(Dataset records begins)
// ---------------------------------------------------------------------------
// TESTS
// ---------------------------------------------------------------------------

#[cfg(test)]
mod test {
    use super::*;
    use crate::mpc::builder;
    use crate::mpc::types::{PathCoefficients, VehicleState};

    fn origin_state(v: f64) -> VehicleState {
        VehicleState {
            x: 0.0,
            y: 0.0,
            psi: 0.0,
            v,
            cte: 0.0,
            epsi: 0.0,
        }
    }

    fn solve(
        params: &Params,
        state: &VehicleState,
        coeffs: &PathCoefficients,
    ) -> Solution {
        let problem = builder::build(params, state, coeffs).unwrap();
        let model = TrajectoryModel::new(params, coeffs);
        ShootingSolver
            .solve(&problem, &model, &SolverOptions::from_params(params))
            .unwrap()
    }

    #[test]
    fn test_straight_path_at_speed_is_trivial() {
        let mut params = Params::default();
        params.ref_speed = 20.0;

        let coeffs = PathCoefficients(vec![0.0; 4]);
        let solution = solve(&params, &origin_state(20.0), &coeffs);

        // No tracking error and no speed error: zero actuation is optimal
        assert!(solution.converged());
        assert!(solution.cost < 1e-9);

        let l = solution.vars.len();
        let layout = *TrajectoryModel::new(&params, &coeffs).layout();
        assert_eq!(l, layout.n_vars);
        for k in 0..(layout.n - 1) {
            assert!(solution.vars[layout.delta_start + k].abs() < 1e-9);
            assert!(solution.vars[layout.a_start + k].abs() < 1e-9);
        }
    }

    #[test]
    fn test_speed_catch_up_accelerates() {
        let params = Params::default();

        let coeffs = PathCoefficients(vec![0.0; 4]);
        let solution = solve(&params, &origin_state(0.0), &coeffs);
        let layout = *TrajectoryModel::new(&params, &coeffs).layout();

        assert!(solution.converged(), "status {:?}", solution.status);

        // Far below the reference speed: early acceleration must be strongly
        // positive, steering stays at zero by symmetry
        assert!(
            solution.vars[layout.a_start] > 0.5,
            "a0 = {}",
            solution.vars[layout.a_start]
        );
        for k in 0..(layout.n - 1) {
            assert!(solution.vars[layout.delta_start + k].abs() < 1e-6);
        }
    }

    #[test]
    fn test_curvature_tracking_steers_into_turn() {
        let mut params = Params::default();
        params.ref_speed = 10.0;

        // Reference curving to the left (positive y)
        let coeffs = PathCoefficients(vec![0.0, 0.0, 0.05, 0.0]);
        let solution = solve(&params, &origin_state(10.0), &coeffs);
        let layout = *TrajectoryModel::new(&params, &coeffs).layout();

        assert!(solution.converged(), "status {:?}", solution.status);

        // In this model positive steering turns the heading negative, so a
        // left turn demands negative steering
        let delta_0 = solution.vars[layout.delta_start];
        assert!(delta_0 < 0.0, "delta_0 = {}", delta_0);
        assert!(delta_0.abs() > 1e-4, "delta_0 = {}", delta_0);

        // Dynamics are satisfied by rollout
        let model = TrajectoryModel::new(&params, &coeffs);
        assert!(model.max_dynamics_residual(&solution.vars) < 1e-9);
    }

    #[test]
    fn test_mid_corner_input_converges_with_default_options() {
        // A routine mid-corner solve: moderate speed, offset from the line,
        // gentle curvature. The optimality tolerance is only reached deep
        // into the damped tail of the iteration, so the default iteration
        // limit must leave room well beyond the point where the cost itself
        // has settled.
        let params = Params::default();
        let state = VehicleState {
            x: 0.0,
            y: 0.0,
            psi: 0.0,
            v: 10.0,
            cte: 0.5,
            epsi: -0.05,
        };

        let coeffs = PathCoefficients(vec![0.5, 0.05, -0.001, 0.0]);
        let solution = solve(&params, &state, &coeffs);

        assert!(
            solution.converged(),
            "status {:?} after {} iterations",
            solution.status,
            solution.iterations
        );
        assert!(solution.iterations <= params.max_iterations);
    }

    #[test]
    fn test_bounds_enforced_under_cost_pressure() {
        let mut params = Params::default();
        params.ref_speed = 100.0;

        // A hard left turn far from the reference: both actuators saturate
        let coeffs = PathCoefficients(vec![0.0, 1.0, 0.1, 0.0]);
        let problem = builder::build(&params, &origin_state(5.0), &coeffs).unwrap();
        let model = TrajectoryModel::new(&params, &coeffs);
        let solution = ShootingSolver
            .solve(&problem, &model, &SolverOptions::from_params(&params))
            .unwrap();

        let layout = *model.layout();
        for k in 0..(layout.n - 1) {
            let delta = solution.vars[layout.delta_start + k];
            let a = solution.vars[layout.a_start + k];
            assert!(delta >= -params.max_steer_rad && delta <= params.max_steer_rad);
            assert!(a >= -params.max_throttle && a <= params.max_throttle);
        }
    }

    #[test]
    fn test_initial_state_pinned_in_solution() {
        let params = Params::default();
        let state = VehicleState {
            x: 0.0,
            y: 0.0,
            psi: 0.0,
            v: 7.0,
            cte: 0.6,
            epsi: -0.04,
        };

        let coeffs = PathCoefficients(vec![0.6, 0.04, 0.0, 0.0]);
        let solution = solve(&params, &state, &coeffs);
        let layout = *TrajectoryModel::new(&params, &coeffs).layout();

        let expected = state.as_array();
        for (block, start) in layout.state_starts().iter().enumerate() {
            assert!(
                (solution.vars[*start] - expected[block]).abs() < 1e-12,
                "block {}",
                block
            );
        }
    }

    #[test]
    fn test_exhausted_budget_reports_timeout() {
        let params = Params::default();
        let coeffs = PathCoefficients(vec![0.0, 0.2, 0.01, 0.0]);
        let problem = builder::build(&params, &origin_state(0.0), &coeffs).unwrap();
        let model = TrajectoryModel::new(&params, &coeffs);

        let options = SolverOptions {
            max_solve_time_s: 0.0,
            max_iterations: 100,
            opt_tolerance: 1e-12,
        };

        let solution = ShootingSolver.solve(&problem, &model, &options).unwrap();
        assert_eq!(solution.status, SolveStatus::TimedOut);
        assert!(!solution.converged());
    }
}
(Dataset records ends)
(Dataset records begins)
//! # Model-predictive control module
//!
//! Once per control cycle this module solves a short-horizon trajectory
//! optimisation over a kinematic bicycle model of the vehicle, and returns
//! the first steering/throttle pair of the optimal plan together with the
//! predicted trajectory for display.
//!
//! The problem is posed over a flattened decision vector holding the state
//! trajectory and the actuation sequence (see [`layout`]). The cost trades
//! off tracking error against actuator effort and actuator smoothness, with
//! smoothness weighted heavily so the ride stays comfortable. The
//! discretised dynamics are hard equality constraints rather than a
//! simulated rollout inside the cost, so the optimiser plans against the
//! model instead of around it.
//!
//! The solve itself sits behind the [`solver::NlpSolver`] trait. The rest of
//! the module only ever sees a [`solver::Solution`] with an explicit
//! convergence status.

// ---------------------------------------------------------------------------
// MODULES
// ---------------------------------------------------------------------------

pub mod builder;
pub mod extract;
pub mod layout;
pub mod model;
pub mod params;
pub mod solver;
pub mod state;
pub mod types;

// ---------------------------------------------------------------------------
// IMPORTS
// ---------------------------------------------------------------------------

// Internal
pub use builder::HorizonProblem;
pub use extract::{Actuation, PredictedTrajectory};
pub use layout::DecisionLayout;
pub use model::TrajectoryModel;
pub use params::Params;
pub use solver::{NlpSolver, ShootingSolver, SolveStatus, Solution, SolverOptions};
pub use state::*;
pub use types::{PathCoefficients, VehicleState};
(Dataset records ends)
• **Task to carry out**: Would you print, exactly as written, every line above from the one holding "only reached deep" through the one holding "let layout = *model.layout();", with both included and no other lines?

• **Your solution**:
        // gentle curvature. The optimality tolerance is only reached deep
        // into the damped tail of the iteration, so the default iteration
        // limit must leave room well beyond the point where the cost itself
        // has settled.
        let params = Params::default();
        let state = VehicleState {
            x: 0.0,
            y: 0.0,
            psi: 0.0,
            v: 10.0,
            cte: 0.5,
            epsi: -0.05,
        };

        let coeffs = PathCoefficients(vec![0.5, 0.05, -0.001, 0.0]);
        let solution = solve(&params, &state, &coeffs);

        assert!(
            solution.converged(),
            "status {:?} after {} iterations",
            solution.status,
            solution.iterations
        );
        assert!(solution.iterations <= params.max_iterations);
    }

    #[test]
    fn test_bounds_enforced_under_cost_pressure() {
        let mut params = Params::default();
        params.ref_speed = 100.0;

        // A hard left turn far from the reference: both actuators saturate
        let coeffs = PathCoefficients(vec![0.0, 1.0, 0.1, 0.0]);
        let problem = builder::build(&params, &origin_state(5.0), &coeffs).unwrap();
        let model = TrajectoryModel::new(&params, &coeffs);
        let solution = ShootingSolver
            .solve(&problem, &model, &SolverOptions::from_params(&params))
            .unwrap();

        let layout = *model.layout();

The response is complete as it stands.